Exercise prompt >> Go through the entries below and copy every line that holds the word "body".

Data records >>
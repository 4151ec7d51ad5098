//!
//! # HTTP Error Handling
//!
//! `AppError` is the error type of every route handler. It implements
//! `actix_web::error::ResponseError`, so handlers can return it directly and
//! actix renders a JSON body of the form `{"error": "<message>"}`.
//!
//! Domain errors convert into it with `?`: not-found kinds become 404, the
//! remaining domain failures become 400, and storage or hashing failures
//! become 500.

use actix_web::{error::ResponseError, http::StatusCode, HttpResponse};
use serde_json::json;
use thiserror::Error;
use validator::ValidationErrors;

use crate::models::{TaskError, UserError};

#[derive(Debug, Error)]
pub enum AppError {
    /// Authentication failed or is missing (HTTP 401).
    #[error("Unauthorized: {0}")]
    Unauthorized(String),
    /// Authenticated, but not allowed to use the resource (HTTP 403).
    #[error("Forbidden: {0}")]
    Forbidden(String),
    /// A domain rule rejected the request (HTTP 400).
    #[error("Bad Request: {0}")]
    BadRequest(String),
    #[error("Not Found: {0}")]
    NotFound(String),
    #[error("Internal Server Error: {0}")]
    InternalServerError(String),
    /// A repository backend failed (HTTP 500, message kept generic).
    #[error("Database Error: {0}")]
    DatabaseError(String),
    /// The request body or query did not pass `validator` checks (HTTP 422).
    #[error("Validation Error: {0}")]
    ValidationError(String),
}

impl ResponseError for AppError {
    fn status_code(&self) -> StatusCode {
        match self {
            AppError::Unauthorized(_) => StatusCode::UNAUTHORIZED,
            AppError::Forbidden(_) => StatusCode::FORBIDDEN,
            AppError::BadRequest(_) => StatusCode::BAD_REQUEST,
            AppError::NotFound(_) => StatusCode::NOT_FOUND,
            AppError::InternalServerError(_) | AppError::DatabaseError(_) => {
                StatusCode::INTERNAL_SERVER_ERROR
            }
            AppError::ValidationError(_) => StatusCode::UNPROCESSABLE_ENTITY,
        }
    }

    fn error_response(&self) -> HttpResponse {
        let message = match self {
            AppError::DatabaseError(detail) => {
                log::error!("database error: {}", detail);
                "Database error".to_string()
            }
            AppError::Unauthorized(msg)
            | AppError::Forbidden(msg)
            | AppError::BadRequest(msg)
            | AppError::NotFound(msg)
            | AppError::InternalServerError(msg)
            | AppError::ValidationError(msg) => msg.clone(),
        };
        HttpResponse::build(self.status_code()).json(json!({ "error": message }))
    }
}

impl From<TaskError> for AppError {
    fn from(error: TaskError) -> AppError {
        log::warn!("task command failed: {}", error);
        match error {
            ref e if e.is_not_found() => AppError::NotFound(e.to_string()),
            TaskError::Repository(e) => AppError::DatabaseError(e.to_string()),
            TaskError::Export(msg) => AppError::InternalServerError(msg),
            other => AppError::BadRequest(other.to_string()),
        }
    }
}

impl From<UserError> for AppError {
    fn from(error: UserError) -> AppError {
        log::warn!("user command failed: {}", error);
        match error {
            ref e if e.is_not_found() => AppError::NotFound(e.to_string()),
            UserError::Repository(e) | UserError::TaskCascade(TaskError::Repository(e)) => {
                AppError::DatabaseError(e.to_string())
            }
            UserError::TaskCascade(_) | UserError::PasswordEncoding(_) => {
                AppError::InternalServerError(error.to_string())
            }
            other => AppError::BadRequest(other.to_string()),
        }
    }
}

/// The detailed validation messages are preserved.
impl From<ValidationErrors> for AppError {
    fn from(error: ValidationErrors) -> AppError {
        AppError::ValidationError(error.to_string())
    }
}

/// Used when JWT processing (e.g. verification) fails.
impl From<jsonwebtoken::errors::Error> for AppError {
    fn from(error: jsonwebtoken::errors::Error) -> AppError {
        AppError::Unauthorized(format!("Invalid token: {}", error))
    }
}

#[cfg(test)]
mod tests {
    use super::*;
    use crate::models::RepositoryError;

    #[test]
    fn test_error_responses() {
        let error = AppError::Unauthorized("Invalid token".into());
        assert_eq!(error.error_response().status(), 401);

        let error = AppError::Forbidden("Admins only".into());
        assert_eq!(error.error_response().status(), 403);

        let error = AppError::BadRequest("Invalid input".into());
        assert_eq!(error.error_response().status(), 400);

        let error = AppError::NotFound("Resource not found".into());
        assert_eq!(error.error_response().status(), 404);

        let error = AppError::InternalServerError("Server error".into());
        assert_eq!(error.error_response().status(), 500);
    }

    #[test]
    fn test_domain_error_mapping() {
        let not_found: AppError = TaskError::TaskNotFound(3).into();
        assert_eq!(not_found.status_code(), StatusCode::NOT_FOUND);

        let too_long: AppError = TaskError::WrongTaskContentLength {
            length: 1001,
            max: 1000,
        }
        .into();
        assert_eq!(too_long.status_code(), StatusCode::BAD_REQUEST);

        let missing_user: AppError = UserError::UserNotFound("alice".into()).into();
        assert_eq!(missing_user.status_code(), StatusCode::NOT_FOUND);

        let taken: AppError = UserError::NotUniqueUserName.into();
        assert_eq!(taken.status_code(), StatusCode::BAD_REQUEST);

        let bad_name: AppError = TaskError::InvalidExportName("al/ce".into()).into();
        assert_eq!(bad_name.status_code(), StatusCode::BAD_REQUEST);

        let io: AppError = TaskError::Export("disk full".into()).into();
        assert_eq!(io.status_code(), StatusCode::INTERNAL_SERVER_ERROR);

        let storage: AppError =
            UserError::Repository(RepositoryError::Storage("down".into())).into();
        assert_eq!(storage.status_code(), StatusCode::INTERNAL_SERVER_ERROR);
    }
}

Solution for this exercise >>
//! actix renders a JSON body of the form `{"error": "<message>"}`.
    /// The request body or query did not pass `validator` checks (HTTP 422).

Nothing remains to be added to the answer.